• Extracted data entries:
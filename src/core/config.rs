//! Toolkit configuration persisted as JSON
//!
//! Mirrors the layout of the save directory: each world keeps its chunk
//! files under `<saves>/<world>/universe/worlds/default/chunks`.

use crate::core::error::Error;
use serde::{Deserialize, Serialize};
use std::path::{Path, PathBuf};

/// Default number of chunks regenerated per tick
pub const DEFAULT_CHUNKS_PER_TICK: usize = 5;

/// Default protect-mode radius, in chunks
pub const DEFAULT_PROTECT_RADIUS: i32 = 32;

/// Toolkit configuration
#[derive(Debug, Clone, Serialize, Deserialize)]
#[serde(default)]
pub struct Config {
    /// Override for the saves directory; `None` means the caller decides
    pub saves_path: Option<PathBuf>,
    /// Chunks regenerated per tick (higher = faster but more lag)
    pub chunks_per_tick: usize,
    /// Protect-mode radius around the first selected chunk, in chunks
    pub protect_radius: i32,
    /// Whether the offline tool backs up region files before deleting
    pub backup: bool,
}

impl Default for Config {
    fn default() -> Self {
        Self {
            saves_path: None,
            chunks_per_tick: DEFAULT_CHUNKS_PER_TICK,
            protect_radius: DEFAULT_PROTECT_RADIUS,
            backup: true,
        }
    }
}

impl Config {
    /// Load the configuration from a JSON file
    ///
    /// A missing file yields defaults. An unreadable or corrupt file is
    /// logged and also yields defaults, so a bad config never blocks the
    /// tooling.
    pub fn load(path: &Path) -> Self {
        if !path.exists() {
            return Self::default();
        }

        match std::fs::read_to_string(path) {
            Ok(text) => match serde_json::from_str(&text) {
                Ok(config) => config,
                Err(e) => {
                    log::warn!("Ignoring corrupt config {}: {}", path.display(), e);
                    Self::default()
                }
            },
            Err(e) => {
                log::warn!("Failed to read config {}: {}", path.display(), e);
                Self::default()
            }
        }
    }

    /// Save the configuration as pretty-printed JSON
    pub fn save(&self, path: &Path) -> Result<(), Error> {
        let text = serde_json::to_string_pretty(self)
            .map_err(|e| Error::Config(e.to_string()))?;
        std::fs::write(path, text)?;
        Ok(())
    }

    /// Chunks directory for a named world under a saves directory
    pub fn chunks_path(saves_path: &Path, world_name: &str) -> PathBuf {
        saves_path
            .join(world_name)
            .join("universe")
            .join("worlds")
            .join("default")
            .join("chunks")
    }
}

#[cfg(test)]
mod tests {
    use super::*;

    #[test]
    fn test_config_defaults() {
        let config = Config::default();
        assert_eq!(config.chunks_per_tick, 5);
        assert_eq!(config.protect_radius, 32);
        assert!(config.backup);
        assert!(config.saves_path.is_none());
    }

    #[test]
    fn test_config_load_missing_file() {
        let dir = tempfile::tempdir().unwrap();
        let config = Config::load(&dir.path().join("config.json"));
        assert_eq!(config.chunks_per_tick, 5);
    }

    #[test]
    fn test_config_save_and_load() {
        let dir = tempfile::tempdir().unwrap();
        let path = dir.path().join("config.json");

        let mut config = Config::default();
        config.chunks_per_tick = 8;
        config.backup = false;
        config.save(&path).unwrap();

        let loaded = Config::load(&path);
        assert_eq!(loaded.chunks_per_tick, 8);
        assert!(!loaded.backup);
    }

    #[test]
    fn test_config_load_corrupt_falls_back() {
        let dir = tempfile::tempdir().unwrap();
        let path = dir.path().join("config.json");
        std::fs::write(&path, "{not json").unwrap();

        let config = Config::load(&path);
        assert_eq!(config.chunks_per_tick, 5);
    }

    #[test]
    fn test_config_partial_json_uses_defaults() {
        let dir = tempfile::tempdir().unwrap();
        let path = dir.path().join("config.json");
        std::fs::write(&path, r#"{"protect_radius": 5}"#).unwrap();

        let config = Config::load(&path);
        assert_eq!(config.protect_radius, 5);
        assert_eq!(config.chunks_per_tick, 5);
    }

    #[test]
    fn test_chunks_path_layout() {
        let path = Config::chunks_path(Path::new("/saves"), "alpha");
        assert_eq!(
            path,
            PathBuf::from("/saves/alpha/universe/worlds/default/chunks")
        );
    }
}
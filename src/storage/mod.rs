//! World chunk storage: region files on disk plus an in-memory cache

pub mod region;
pub mod cache;
pub mod store;

pub use region::{
    RegionChunk, RegionData,
    serialize_region, deserialize_region,
    compress_region, decompress_region,
    save_region, load_region, delete_region, region_exists,
    region_path,
};
pub use cache::RegionCache;
pub use store::{ChunkStore, FileChunkStore};
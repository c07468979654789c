//! Offline region purge binary — resets world chunks outside protected bases.
//!
//! Usage: cargo run --release --bin purge_regions -- [OPTIONS]
//!
//! Options:
//!   --chunks-dir <PATH>   World chunks directory (required)
//!   --backups-dir <PATH>  Where backups are written (default: "backups")
//!   --base <X,Z>          Block position of a base to protect (repeatable)
//!   --radius <CHUNKS>     Protect radius around each base (default: from config)
//!   --config <PATH>       Config file (default: "rechunk.json")
//!   --dry-run             Report the classification without deleting
//!   --no-backup           Skip the backup step

use std::path::PathBuf;
use std::process::ExitCode;

use rechunk::core::Config;
use rechunk::maintenance::{self, PurgeOptions};
use rechunk::world::BlockPos;

fn main() -> ExitCode {
    env_logger::Builder::from_env(
        env_logger::Env::default().default_filter_or("info"),
    )
    .format_timestamp_millis()
    .init();

    let args: Vec<String> = std::env::args().collect();

    let Some(chunks_dir) = parse_str_arg(&args, "--chunks-dir") else {
        eprintln!("Missing required --chunks-dir <PATH>");
        return ExitCode::FAILURE;
    };
    let backups_dir = parse_str_arg(&args, "--backups-dir")
        .unwrap_or_else(|| "backups".to_string());
    let config_path = parse_str_arg(&args, "--config")
        .unwrap_or_else(|| "rechunk.json".to_string());
    let config = Config::load(&PathBuf::from(&config_path));

    let radius = parse_i32_arg(&args, "--radius").unwrap_or(config.protect_radius);
    let dry_run = args.iter().any(|a| a == "--dry-run");
    let backup = config.backup && !args.iter().any(|a| a == "--no-backup");

    let bases = match parse_base_args(&args) {
        Ok(bases) => bases,
        Err(bad) => {
            eprintln!("Invalid --base value '{}', expected X,Z", bad);
            return ExitCode::FAILURE;
        }
    };

    let opts = PurgeOptions {
        chunks_dir: PathBuf::from(chunks_dir),
        backups_dir: PathBuf::from(backups_dir),
        bases,
        radius,
        dry_run,
        backup,
    };

    match maintenance::run(&opts) {
        Ok(report) => {
            if report.dry_run {
                log::info!(
                    "Dry run: {} protected, {} would be reset",
                    report.protected,
                    report.reset
                );
            } else {
                log::info!(
                    "Done: {} protected, {} deleted of {} reset",
                    report.protected,
                    report.deleted,
                    report.reset
                );
                if let Some(path) = report.backup_path {
                    log::info!("Backup written to {}", path.display());
                }
            }
            ExitCode::SUCCESS
        }
        Err(e) => {
            log::error!("Purge failed: {}", e);
            ExitCode::FAILURE
        }
    }
}

fn parse_str_arg(args: &[String], name: &str) -> Option<String> {
    args.iter()
        .position(|a| a == name)
        .and_then(|i| args.get(i + 1))
        .cloned()
}

fn parse_i32_arg(args: &[String], name: &str) -> Option<i32> {
    parse_str_arg(args, name).and_then(|v| v.parse().ok())
}

/// Collect every `--base X,Z` occurrence
fn parse_base_args(args: &[String]) -> Result<Vec<BlockPos>, String> {
    let mut bases = Vec::new();
    let mut iter = args.iter();
    while let Some(arg) = iter.next() {
        if arg == "--base" {
            let value = iter.next().ok_or_else(|| String::from("<missing>"))?;
            let (x, z) = value.split_once(',').ok_or_else(|| value.clone())?;
            let x: i32 = x.trim().parse().map_err(|_| value.clone())?;
            let z: i32 = z.trim().parse().map_err(|_| value.clone())?;
            bases.push(BlockPos::new(x, z));
        }
    }
    Ok(bases)
}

• WHAT TO DO: Look for the word "PathBuf" in the data, then return every line that contains it.

• RESULT:
use std::path::{Path, PathBuf};
    pub saves_path: Option<PathBuf>,
    pub fn chunks_path(saves_path: &Path, world_name: &str) -> PathBuf {
            PathBuf::from("/saves/alpha/universe/worlds/default/chunks")
use std::path::PathBuf;
    let config = Config::load(&PathBuf::from(&config_path));
        chunks_dir: PathBuf::from(chunks_dir),
        backups_dir: PathBuf::from(backups_dir),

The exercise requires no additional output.